Mitigation of damages is a rule in California, that says if you are injured because of someone else's actions, you must do what you reasonably can to recover from these injuries. In essence, reducing or minimizing the harm you suffer due to the accident.
For example, someone injures your leg. You can go treat it with the doctor and fully heal, but instead you let the injury get worse until a major procedure needs to be performed on your leg.
If the defendant can prove that you would have suffered less if you took reasonable steps, then the jury can reduce your award. However, the mitigation must be reasonable according to the specific facts and circumstances. There must not be undue hardship and difficulty in the steps you take to mitigate damages.
This rule is designed to eliminate an intentional run-up in costs by the plaintiff, trying to recover more money.
Even though you did nothing wrong, and the accident was someone else's fault, you still have a duty and responsibility to take care yourself and limit the extent of the harm caused by as much as possible. A plaintiff should not be compensated for harm that could have been avoided by reasonable effort and actions.
The law only requires you to take reasonable actions, not the correct ones. So if you are faced with two options to mitigate damages (i.e. receive medical treatment) and one is technically better than the other, you will no be punished for choosing the other one. You must only act diligently, reasonably, and in good faith.
The duty to mitigate is not a bar to recovery. In other words, if it is determined that you did fail to mitigate damages, it does not prevent you from recovering anything. It just reduces your recovery by the amount you could have avoided.

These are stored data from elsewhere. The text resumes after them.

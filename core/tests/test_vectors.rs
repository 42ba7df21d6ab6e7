//! Verify endpoint descriptors against the JSON test vectors in `test-vectors/`.
//!
//! Each case names a verb, a URL template and call arguments, then either the
//! request that must come out or the error that must be raised. Every case is
//! checked twice: on the descriptor alone, and through a client whose
//! transport records the request instead of sending it.

use std::sync::{Arc, Mutex};

use restbind_core::transport::from_fn;
use restbind_core::{
    ApiBuilder, ApiClient, ApiError, CallArgs, ClientConfig, Endpoint, HttpRequest, HttpResponse, RequestParts,
};
use serde_json::Value;

const BASE_URL: &str = "http://localhost:3000/";

fn vectors() -> Vec<Value> {
    let raw = include_str!("../../test-vectors/endpoints.json");
    let vectors: Value = serde_json::from_str(raw).unwrap();
    vectors["cases"].as_array().unwrap().clone()
}

fn call_args(case: &Value) -> CallArgs {
    let args = &case["args"];
    let mut call = CallArgs::new();
    for value in args["positional"].as_array().into_iter().flatten() {
        call = call.push(value.clone());
    }
    for (name, value) in args["keyword"].as_object().into_iter().flatten() {
        call = call.arg(name.clone(), value.clone());
    }
    call
}

fn pairs(value: &Value) -> Vec<(String, String)> {
    value
        .as_array()
        .unwrap()
        .iter()
        .map(|pair| {
            let pair = pair.as_array().unwrap();
            (pair[0].as_str().unwrap().to_string(), pair[1].as_str().unwrap().to_string())
        })
        .collect()
}

fn error_kind(err: &ApiError) -> &'static str {
    match err {
        ApiError::InvalidVerb(_) => "InvalidVerb",
        ApiError::InvalidTemplate { .. } => "InvalidTemplate",
        ApiError::MissingParameter { .. } => "MissingParameter",
        ApiError::InvalidHeaders => "InvalidHeaders",
        other => panic!("unexpected error: {other}"),
    }
}

/// Resolve a case on the descriptor alone.
fn resolve(case: &Value) -> Result<(Endpoint, String, RequestParts), ApiError> {
    let endpoint = Endpoint::parse(case["verb"].as_str().unwrap(), case["template"].as_str().unwrap())?;
    let (path, rest) = endpoint.resolve(&call_args(case))?;
    let parts = RequestParts::from_keywords(rest)?;
    Ok((endpoint, path, parts))
}

#[test]
fn endpoint_test_vectors() {
    for case in vectors() {
        let name = case["name"].as_str().unwrap();
        match (resolve(&case), case.get("expected_error")) {
            (Ok((endpoint, path, parts)), None) => {
                let expected = &case["expected"];
                assert_eq!(endpoint.method().as_str(), expected["method"], "{name}: method");
                assert_eq!(path, expected["path"].as_str().unwrap(), "{name}: path");
                assert_eq!(parts.query, pairs(&expected["query"]), "{name}: query");
                let params: Vec<&str> = case["params"].as_array().unwrap().iter().map(|p| p.as_str().unwrap()).collect();
                assert_eq!(endpoint.parameter_names(), params, "{name}: params");
            }
            (Err(err), Some(kind)) => assert_eq!(error_kind(&err), kind, "{name}: error"),
            (Ok(_), Some(kind)) => panic!("{name}: expected {kind}"),
            (Err(err), None) => panic!("{name}: unexpected error {err}"),
        }
    }
}

#[test]
fn endpoint_test_vectors_through_a_client() {
    for case in vectors() {
        let name = case["name"].as_str().unwrap();
        let schema = ApiBuilder::blocking("Vectors")
            .route("under_test", case["verb"].as_str().unwrap(), case["template"].as_str().unwrap())
            .build();

        let sent: Arc<Mutex<Vec<HttpRequest>>> = Arc::default();
        let record = sent.clone();
        let transport = from_fn(move |request| {
            record.lock().unwrap().push(request);
            Ok(HttpResponse::empty())
        });
        let result = schema.and_then(|schema| {
            let client = ApiClient::with_transport(schema, ClientConfig::new(BASE_URL), transport)?;
            client.call("under_test", call_args(&case))
        });

        match (result, case.get("expected_error")) {
            (Ok(_), None) => {
                let expected = &case["expected"];
                let sent = sent.lock().unwrap();
                assert_eq!(sent.len(), 1, "{name}: one request");
                assert_eq!(sent[0].method.as_str(), expected["method"], "{name}: method");
                assert_eq!(sent[0].url, format!("{BASE_URL}{}", expected["path"].as_str().unwrap()), "{name}: url");
                assert_eq!(sent[0].query, pairs(&expected["query"]), "{name}: query");
            }
            (Err(err), Some(kind)) => {
                assert_eq!(error_kind(&err), kind, "{name}: error");
                assert!(sent.lock().unwrap().is_empty(), "{name}: nothing sent");
            }
            (Ok(_), Some(kind)) => panic!("{name}: expected {kind}"),
            (Err(err), None) => panic!("{name}: unexpected error {err}"),
        }
    }
}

This rule applies in two major areas with car accident cases. There is a duty to seek reasonable treatment to recover from your injuries. So if you sought reasonable medical treatment soon after the accident, and continued to treat regularly with the doctors involved, you will be deemed to have mitigated damages.
The rule also applies when you make a claim for lost wages. If you are cleared to go back to work, but you refuse to, this may reduce the amount of lost earnings you claim.
So it's always good to coordinate with your attorneys and doctors in order to minimize this argument by the defendant.